La conversazione che andiamo a pubblicare è stata raccolta e redatta da Emil Brami nell’aprile del 1998. Nel maggio del 2000 Eliane Bonabel verrà colpita da una emorragia cerebrale che le paralizzerà una metà del corpo e la condurrà alla morte nel dicembre dello stesso anno.
A chi volesse approfondire la conoscenza di Eliane Bonabel consiglio Souvenirs de Clichy, Du Lérot Editeur 2002 che contiene una raccolta di documenti riferiti ai rapporti intrattenuti tra Céline e la famiglia Bonabel.

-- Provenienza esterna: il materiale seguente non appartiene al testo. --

//! dirscan - Concurrent Directory Scanner
//!
//! Entry point for the CLI application.

use anyhow::{Context, Result};
use clap::Parser;
use crossbeam_channel::{select, tick};
use dirscan::config::{CliArgs, ScanConfig};
use dirscan::fs::FileRecord;
use dirscan::progress::{print_header, print_largest, print_summary, ProgressReporter};
use dirscan::walker::{ScanSummary, Scanner};
use std::path::PathBuf;
use std::process::ExitCode;
use std::time::Duration;
use tracing::{error, info, warn};
use tracing_subscriber::EnvFilter;

fn main() -> ExitCode {
    match run() {
        Ok(()) => ExitCode::SUCCESS,
        Err(e) => {
            error!("{:#}", e);
            eprintln!("Error: {:#}", e);
            ExitCode::FAILURE
        }
    }
}

fn run() -> Result<()> {
    // Parse CLI arguments
    let args = CliArgs::parse();

    // Setup logging
    setup_logging(args.verbose)?;

    // Validate and create config
    let config = ScanConfig::from_args(&args).context("Invalid configuration")?;
    let validator = args.validator().context("Invalid configuration")?;
    if !args.quiet {
        print_header(&args.root, config.worker_count);
    }

    // Create and start the scanner
    let mut scanner = Scanner::new(config);
    scanner.set_recursive(!args.no_recursive);
    scanner
        .init_from_config(validator)
        .context("Failed to initialize scanner")?;

    // Setup signal handler for cooperative abort
    let abort = scanner.abort_handle();
    ctrlc::set_handler(move || {
        eprintln!("\nInterrupt received, stopping scan...");
        abort.abort();
    })
    .context("Failed to set signal handler")?;

    scanner
        .scan_directory(&args.root)
        .with_context(|| format!("Cannot scan '{}'", args.root.display()))?;

    let progress = (!args.quiet).then(ProgressReporter::new);

    let mut largest = TopFiles::new(args.top.unwrap_or(0));
    let summary = consume(&scanner, &args, progress.as_ref(), &mut largest)?;

    if let Some(ref p) = progress {
        p.finish_and_clear();
    }

    scanner.close().context("Failed to shut down scanner")?;

    if !args.quiet {
        print_summary(&summary);
    }
    print_largest(&largest.into_sorted());

    if !summary.completed {
        info!("Scan was aborted before completion");
    }

    if summary.errors > 0 {
        info!(errors = summary.errors, "Scan completed with errors");
    }

    Ok(())
}

/// Read every stream until Finished
fn consume(
    scanner: &Scanner,
    args: &CliArgs,
    progress: Option<&ProgressReporter>,
    largest: &mut TopFiles,
) -> Result<ScanSummary> {
    let ticker = tick(Duration::from_millis(200));
    let mut current: Option<PathBuf> = None;

    loop {
        select! {
            recv(scanner.results()) -> msg => {
                let file = msg.context("Results stream closed")?;
                if args.list {
                    let line = format!(
                        "{:04o}\t{}\t{}",
                        file.mode.permissions(),
                        file.size,
                        file.path.display()
                    );
                    match progress {
                        Some(p) => p.println(line),
                        None => println!("{}", line),
                    }
                }
                largest.offer(file);
            },
            recv(scanner.errors()) -> msg => {
                let err = msg.context("Errors stream closed")?;
                if args.verbose {
                    warn!(
                        path = %err.path.display(),
                        error = %err.source,
                        "Directory could not be read"
                    );
                }
            },
            recv(scanner.information()) -> msg => {
                if let Ok(event) = msg {
                    current = Some(event.directory);
                }
            },
            recv(ticker) -> _ => {
                if let Some(p) = progress {
                    p.update(&scanner.progress(), current.as_deref());
                }
            },
            recv(scanner.finished()) -> msg => {
                return msg.context("Finished stream closed");
            },
        }
    }
}

/// Upper bound on the largest-files buffer reserved up front
const MAX_TOP_PREALLOC: usize = 4096;

/// Keeps the N largest files seen
struct TopFiles {
    limit: usize,
    files: Vec<FileRecord>,
}

impl TopFiles {
    fn new(limit: usize) -> Self {
        Self {
            limit,
            files: Vec::with_capacity(limit.saturating_mul(2).min(MAX_TOP_PREALLOC)),
        }
    }

    fn offer(&mut self, file: FileRecord) {
        if self.limit == 0 {
            return;
        }
        self.files.push(file);
        if self.files.len() >= self.limit.saturating_mul(2) {
            self.truncate();
        }
    }

    fn truncate(&mut self) {
        self.files.sort_unstable_by(|a, b| b.size.cmp(&a.size));
        self.files.truncate(self.limit);
    }

    /// Largest first
    fn into_sorted(mut self) -> Vec<FileRecord> {
        self.truncate();
        self.files
    }
}

fn setup_logging(verbose: bool) -> Result<()> {
    let filter = if verbose {
        EnvFilter::new("dirscan=debug,warn")
    } else {
        EnvFilter::new("dirscan=info,warn")
    };

    tracing_subscriber::fmt()
        .with_env_filter(filter)
        .with_target(false)
        .with_thread_ids(false)
        .with_file(false)
        .with_line_number(false)
        .with_writer(std::io::stderr)
        .init();

    Ok(())
}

... e Céline ritratto da Eliane Bonabel.













CONVERSAZIONE CON ELIANE BONABEL

Conservo un ricordo molto vivo del mio primo incontro con il Dr. Destouches. Era il 1929, abitavo allora alla Porte de Clichy, un quartiere molto popolare, con mia nonna e mio zio e padre adottivo Charles Bonabel. Il nostro ambiente era modesto ma non povero, mia nonna era stata maestra durante la guerra del ’14 quando molte donne avevano dovuto rimpiazzare coloro che erano partiti in guerra, Bonabel lavorava nell’editoria pubblicitaria. Mia madre morì di tisi galoppante, cioè di tubercolosi polmonare, in breve tempo quando avevo tre anni e mezzo, lasciandomi in qualche modo a suo fratello. C’era pertanto da noi un vero terrore di questa malattia; appena tossivo venivo fatta visitare dal medico. Poiché le visite erano frequenti e noi non eravamo molto ricchi, andavamo al dispensario che era un luogo tremendamente triste. I muri erano decorati con dei manifesti terrificanti, una iconografia morbosa rappresentante il cancro, la sifilide, che impressionava molto la bambina che ero. C’era un dottore baffuto non più giovane che mi terrorizzava. Non era di certo un cattivo uomo, ma mi parlava bruscamente: «Monta sulla bilancia. Hai perso un altro chilo. Sei cresciuta di 3 cm.». Mi faceva molta paura. Il cambiamento è stato radicale quando è arrivato Destouches. Contrariamente alle descrizioni che ha potuto dare di se stesso, era un bell’uomo, alto, giovane, aitante, con dei magnifici occhi grigio-blu, una presenza e un fascino fisico evidenti. Non credo che si preoccupasse troppo dell’eleganza, ma doveva rifornirsi presso un buon negozio perchè indossava degli indumenti di buon taglio, dei cappotti pesanti, di tessuto di qualità, delle giacche di tweed, quando ancora non erano di moda, o quantomeno che io non conoscevo ancora. Non aveva modi arroganti come a volta altri medici. Quando arrivava salutava tutti, era quasi sempre allegro, gioviale, la sua gentilezza e la sua disponibilità verso i bambini sembravano inesauribili. Parlava con voce forte, con eloquio rapido, con un tono non da burlone ma ricco di humour, sempre ironico, con una piccola luce negli occhi e delle grandi risate sonore. Quando entrava nella sala d’attesa le donne voltavano la testa, anche una bambina della mia età poteva rendersene conto.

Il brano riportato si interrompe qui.